==== DATA FOR THIS TASK ====
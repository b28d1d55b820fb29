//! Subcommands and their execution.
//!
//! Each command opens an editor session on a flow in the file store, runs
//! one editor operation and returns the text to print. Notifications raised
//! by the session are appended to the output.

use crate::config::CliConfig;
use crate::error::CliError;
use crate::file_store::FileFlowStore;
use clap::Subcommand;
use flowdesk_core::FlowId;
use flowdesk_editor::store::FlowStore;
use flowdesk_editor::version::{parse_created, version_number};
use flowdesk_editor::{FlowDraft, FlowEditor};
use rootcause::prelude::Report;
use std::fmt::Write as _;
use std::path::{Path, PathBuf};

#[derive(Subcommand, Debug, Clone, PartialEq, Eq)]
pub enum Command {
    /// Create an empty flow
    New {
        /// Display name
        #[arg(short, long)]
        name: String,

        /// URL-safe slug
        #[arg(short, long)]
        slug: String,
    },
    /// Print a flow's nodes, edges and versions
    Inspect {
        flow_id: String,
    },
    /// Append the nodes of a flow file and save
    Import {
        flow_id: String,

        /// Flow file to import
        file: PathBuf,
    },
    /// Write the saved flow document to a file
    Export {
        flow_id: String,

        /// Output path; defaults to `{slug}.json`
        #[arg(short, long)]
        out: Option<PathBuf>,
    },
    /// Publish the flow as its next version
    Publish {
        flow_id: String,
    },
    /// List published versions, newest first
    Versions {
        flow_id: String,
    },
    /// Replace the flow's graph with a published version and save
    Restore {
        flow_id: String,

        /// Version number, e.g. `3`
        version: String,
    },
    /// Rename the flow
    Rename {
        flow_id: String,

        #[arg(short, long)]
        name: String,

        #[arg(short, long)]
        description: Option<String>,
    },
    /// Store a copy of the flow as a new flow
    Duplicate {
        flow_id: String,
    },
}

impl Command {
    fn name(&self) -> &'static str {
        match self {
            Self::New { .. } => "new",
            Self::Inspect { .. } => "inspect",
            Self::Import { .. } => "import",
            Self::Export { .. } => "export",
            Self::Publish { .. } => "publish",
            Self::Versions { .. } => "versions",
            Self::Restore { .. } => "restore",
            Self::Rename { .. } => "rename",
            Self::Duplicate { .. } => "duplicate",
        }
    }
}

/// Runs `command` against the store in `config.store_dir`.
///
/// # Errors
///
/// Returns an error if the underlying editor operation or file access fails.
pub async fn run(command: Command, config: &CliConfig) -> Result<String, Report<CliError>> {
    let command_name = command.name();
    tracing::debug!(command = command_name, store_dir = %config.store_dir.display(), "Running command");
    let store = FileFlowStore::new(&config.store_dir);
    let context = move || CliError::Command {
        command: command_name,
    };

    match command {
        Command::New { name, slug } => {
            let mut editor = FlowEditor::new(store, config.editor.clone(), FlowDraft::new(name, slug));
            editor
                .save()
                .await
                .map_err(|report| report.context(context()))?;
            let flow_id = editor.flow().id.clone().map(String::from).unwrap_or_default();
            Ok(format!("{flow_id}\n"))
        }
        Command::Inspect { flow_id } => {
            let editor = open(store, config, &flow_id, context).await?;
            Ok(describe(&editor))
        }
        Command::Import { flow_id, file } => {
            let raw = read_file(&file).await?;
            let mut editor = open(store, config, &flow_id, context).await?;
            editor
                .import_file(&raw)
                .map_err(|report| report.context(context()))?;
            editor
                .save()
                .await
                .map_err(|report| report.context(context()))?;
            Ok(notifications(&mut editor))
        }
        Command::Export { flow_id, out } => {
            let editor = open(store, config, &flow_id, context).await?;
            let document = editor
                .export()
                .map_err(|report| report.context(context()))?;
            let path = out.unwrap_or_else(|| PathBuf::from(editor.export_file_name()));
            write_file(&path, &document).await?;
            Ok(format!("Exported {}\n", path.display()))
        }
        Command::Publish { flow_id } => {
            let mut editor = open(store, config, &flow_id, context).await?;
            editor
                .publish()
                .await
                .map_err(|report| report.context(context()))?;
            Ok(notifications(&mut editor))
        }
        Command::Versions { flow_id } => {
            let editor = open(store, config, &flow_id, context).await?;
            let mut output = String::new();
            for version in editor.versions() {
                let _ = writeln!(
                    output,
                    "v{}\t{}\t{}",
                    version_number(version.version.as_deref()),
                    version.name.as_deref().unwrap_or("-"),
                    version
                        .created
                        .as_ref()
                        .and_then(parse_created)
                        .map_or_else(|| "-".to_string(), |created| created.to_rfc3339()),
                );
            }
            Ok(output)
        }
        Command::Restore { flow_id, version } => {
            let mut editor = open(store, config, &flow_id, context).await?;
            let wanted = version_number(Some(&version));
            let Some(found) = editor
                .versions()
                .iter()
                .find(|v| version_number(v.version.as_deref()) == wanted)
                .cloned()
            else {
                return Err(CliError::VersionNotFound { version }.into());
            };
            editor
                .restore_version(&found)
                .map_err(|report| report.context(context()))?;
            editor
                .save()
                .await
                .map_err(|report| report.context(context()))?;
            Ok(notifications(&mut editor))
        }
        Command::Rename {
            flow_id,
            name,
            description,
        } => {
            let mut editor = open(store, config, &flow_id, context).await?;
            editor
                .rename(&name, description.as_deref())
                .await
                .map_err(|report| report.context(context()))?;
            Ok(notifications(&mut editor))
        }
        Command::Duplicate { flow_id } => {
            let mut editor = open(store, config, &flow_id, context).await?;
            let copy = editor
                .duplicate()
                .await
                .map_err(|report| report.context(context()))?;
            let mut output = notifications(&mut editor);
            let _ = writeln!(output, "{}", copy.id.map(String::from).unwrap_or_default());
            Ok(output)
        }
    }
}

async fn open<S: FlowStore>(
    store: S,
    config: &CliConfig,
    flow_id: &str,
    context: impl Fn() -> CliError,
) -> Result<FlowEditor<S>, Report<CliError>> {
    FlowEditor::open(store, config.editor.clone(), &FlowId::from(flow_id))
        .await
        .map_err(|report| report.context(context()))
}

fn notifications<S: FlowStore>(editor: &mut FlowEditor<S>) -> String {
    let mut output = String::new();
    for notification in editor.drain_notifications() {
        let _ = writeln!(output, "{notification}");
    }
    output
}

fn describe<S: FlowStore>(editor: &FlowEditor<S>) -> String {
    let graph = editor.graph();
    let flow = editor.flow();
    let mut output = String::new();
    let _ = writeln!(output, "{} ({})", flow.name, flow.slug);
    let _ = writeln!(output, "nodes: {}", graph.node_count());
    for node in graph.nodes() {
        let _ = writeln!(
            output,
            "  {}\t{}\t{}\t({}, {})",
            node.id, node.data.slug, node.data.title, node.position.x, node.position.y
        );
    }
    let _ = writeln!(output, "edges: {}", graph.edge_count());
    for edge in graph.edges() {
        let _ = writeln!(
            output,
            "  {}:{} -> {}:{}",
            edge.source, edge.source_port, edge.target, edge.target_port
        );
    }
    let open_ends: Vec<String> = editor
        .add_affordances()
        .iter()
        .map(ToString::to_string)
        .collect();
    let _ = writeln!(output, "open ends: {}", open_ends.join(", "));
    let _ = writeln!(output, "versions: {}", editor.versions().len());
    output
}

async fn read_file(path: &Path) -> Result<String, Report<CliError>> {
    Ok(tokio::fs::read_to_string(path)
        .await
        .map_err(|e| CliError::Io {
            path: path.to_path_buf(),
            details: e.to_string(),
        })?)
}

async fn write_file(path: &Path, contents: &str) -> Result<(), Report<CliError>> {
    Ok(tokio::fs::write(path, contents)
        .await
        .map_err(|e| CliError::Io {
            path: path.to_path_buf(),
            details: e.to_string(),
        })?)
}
====
• **ASSIGNMENT**:
Would you repeat each line above exactly as it stands?

• **YOUR RESPONSE**:
repository b28d1d55b820fb29
//! Subcommands and their execution.
//!
//! Each command opens an editor session on a flow in the file store, runs
//! one editor operation and returns the text to print. Notifications raised
//! by the session are appended to the output.

use crate::config::CliConfig;
use crate::error::CliError;
use crate::file_store::FileFlowStore;
use clap::Subcommand;
use flowdesk_core::FlowId;
use flowdesk_editor::store::FlowStore;
use flowdesk_editor::version::{parse_created, version_number};
use flowdesk_editor::{FlowDraft, FlowEditor};
use rootcause::prelude::Report;
use std::fmt::Write as _;
use std::path::{Path, PathBuf};

#[derive(Subcommand, Debug, Clone, PartialEq, Eq)]
pub enum Command {
    /// Create an empty flow
    New {
        /// Display name
        #[arg(short, long)]
        name: String,

        /// URL-safe slug
        #[arg(short, long)]
        slug: String,
    },
    /// Print a flow's nodes, edges and versions
    Inspect {
        flow_id: String,
    },
    /// Append the nodes of a flow file and save
    Import {
        flow_id: String,

        /// Flow file to import
        file: PathBuf,
    },
    /// Write the saved flow document to a file
    Export {
        flow_id: String,

        /// Output path; defaults to `{slug}.json`
        #[arg(short, long)]
        out: Option<PathBuf>,
    },
    /// Publish the flow as its next version
    Publish {
        flow_id: String,
    },
    /// List published versions, newest first
    Versions {
        flow_id: String,
    },
    /// Replace the flow's graph with a published version and save
    Restore {
        flow_id: String,

        /// Version number, e.g. `3`
        version: String,
    },
    /// Rename the flow
    Rename {
        flow_id: String,

        #[arg(short, long)]
        name: String,

        #[arg(short, long)]
        description: Option<String>,
    },
    /// Store a copy of the flow as a new flow
    Duplicate {
        flow_id: String,
    },
}

impl Command {
    fn name(&self) -> &'static str {
        match self {
            Self::New { .. } => "new",
            Self::Inspect { .. } => "inspect",
            Self::Import { .. } => "import",
            Self::Export { .. } => "export",
            Self::Publish { .. } => "publish",
            Self::Versions { .. } => "versions",
            Self::Restore { .. } => "restore",
            Self::Rename { .. } => "rename",
            Self::Duplicate { .. } => "duplicate",
        }
    }
}

/// Runs `command` against the store in `config.store_dir`.
///
/// # Errors
///
/// Returns an error if the underlying editor operation or file access fails.
pub async fn run(command: Command, config: &CliConfig) -> Result<String, Report<CliError>> {
    let command_name = command.name();
    tracing::debug!(command = command_name, store_dir = %config.store_dir.display(), "Running command");
    let store = FileFlowStore::new(&config.store_dir);
    let context = move || CliError::Command {
        command: command_name,
    };

    match command {
        Command::New { name, slug } => {
            let mut editor = FlowEditor::new(store, config.editor.clone(), FlowDraft::new(name, slug));
            editor
                .save()
                .await
                .map_err(|report| report.context(context()))?;
            let flow_id = editor.flow().id.clone().map(String::from).unwrap_or_default();
            Ok(format!("{flow_id}\n"))
        }
        Command::Inspect { flow_id } => {
            let editor = open(store, config, &flow_id, context).await?;
            Ok(describe(&editor))
        }
        Command::Import { flow_id, file } => {
            let raw = read_file(&file).await?;
            let mut editor = open(store, config, &flow_id, context).await?;
            editor
                .import_file(&raw)
                .map_err(|report| report.context(context()))?;
            editor
                .save()
                .await
                .map_err(|report| report.context(context()))?;
            Ok(notifications(&mut editor))
        }
        Command::Export { flow_id, out } => {
            let editor = open(store, config, &flow_id, context).await?;
            let document = editor
                .export()
                .map_err(|report| report.context(context()))?;
            let path = out.unwrap_or_else(|| PathBuf::from(editor.export_file_name()));
            write_file(&path, &document).await?;
            Ok(format!("Exported {}\n", path.display()))
        }
        Command::Publish { flow_id } => {
            let mut editor = open(store, config, &flow_id, context).await?;
            editor
                .publish()
                .await
                .map_err(|report| report.context(context()))?;
            Ok(notifications(&mut editor))
        }
        Command::Versions { flow_id } => {
            let editor = open(store, config, &flow_id, context).await?;
            let mut output = String::new();
            for version in editor.versions() {
                let _ = writeln!(
                    output,
                    "v{}\t{}\t{}",
                    version_number(version.version.as_deref()),
                    version.name.as_deref().unwrap_or("-"),
                    version
                        .created
                        .as_ref()
                        .and_then(parse_created)
                        .map_or_else(|| "-".to_string(), |created| created.to_rfc3339()),
                );
            }
            Ok(output)
        }
        Command::Restore { flow_id, version } => {
            let mut editor = open(store, config, &flow_id, context).await?;
            let wanted = version_number(Some(&version));
            let Some(found) = editor
                .versions()
                .iter()
                .find(|v| version_number(v.version.as_deref()) == wanted)
                .cloned()
            else {
                return Err(CliError::VersionNotFound { version }.into());
            };
            editor
                .restore_version(&found)
                .map_err(|report| report.context(context()))?;
            editor
                .save()
                .await
                .map_err(|report| report.context(context()))?;
            Ok(notifications(&mut editor))
        }
        Command::Rename {
            flow_id,
            name,
            description,
        } => {
            let mut editor = open(store, config, &flow_id, context).await?;
            editor
                .rename(&name, description.as_deref())
                .await
                .map_err(|report| report.context(context()))?;
            Ok(notifications(&mut editor))
        }
        Command::Duplicate { flow_id } => {
            let mut editor = open(store, config, &flow_id, context).await?;
            let copy = editor
                .duplicate()
                .await
                .map_err(|report| report.context(context()))?;
            let mut output = notifications(&mut editor);
            let _ = writeln!(output, "{}", copy.id.map(String::from).unwrap_or_default());
            Ok(output)
        }
    }
}

async fn open<S: FlowStore>(
    store: S,
    config: &CliConfig,
    flow_id: &str,
    context: impl Fn() -> CliError,
) -> Result<FlowEditor<S>, Report<CliError>> {
    FlowEditor::open(store, config.editor.clone(), &FlowId::from(flow_id))
        .await
        .map_err(|report| report.context(context()))
}

fn notifications<S: FlowStore>(editor: &mut FlowEditor<S>) -> String {
    let mut output = String::new();
    for notification in editor.drain_notifications() {
        let _ = writeln!(output, "{notification}");
    }
    output
}

fn describe<S: FlowStore>(editor: &FlowEditor<S>) -> String {
    let graph = editor.graph();
    let flow = editor.flow();
    let mut output = String::new();
    let _ = writeln!(output, "{} ({})", flow.name, flow.slug);
    let _ = writeln!(output, "nodes: {}", graph.node_count());
    for node in graph.nodes() {
        let _ = writeln!(
            output,
            "  {}\t{}\t{}\t({}, {})",
            node.id, node.data.slug, node.data.title, node.position.x, node.position.y
        );
    }
    let _ = writeln!(output, "edges: {}", graph.edge_count());
    for edge in graph.edges() {
        let _ = writeln!(
            output,
            "  {}:{} -> {}:{}",
            edge.source, edge.source_port, edge.target, edge.target_port
        );
    }
    let open_ends: Vec<String> = editor
        .add_affordances()
        .iter()
        .map(ToString::to_string)
        .collect();
    let _ = writeln!(output, "open ends: {}", open_ends.join(", "));
    let _ = writeln!(output, "versions: {}", editor.versions().len());
    output
}

async fn read_file(path: &Path) -> Result<String, Report<CliError>> {
    Ok(tokio::fs::read_to_string(path)
        .await
        .map_err(|e| CliError::Io {
            path: path.to_path_buf(),
            details: e.to_string(),
        })?)
}

async fn write_file(path: &Path, contents: &str) -> Result<(), Report<CliError>> {
    Ok(tokio::fs::write(path, contents)
        .await
        .map_err(|e| CliError::Io {
            path: path.to_path_buf(),
            details: e.to_string(),
        })?)
}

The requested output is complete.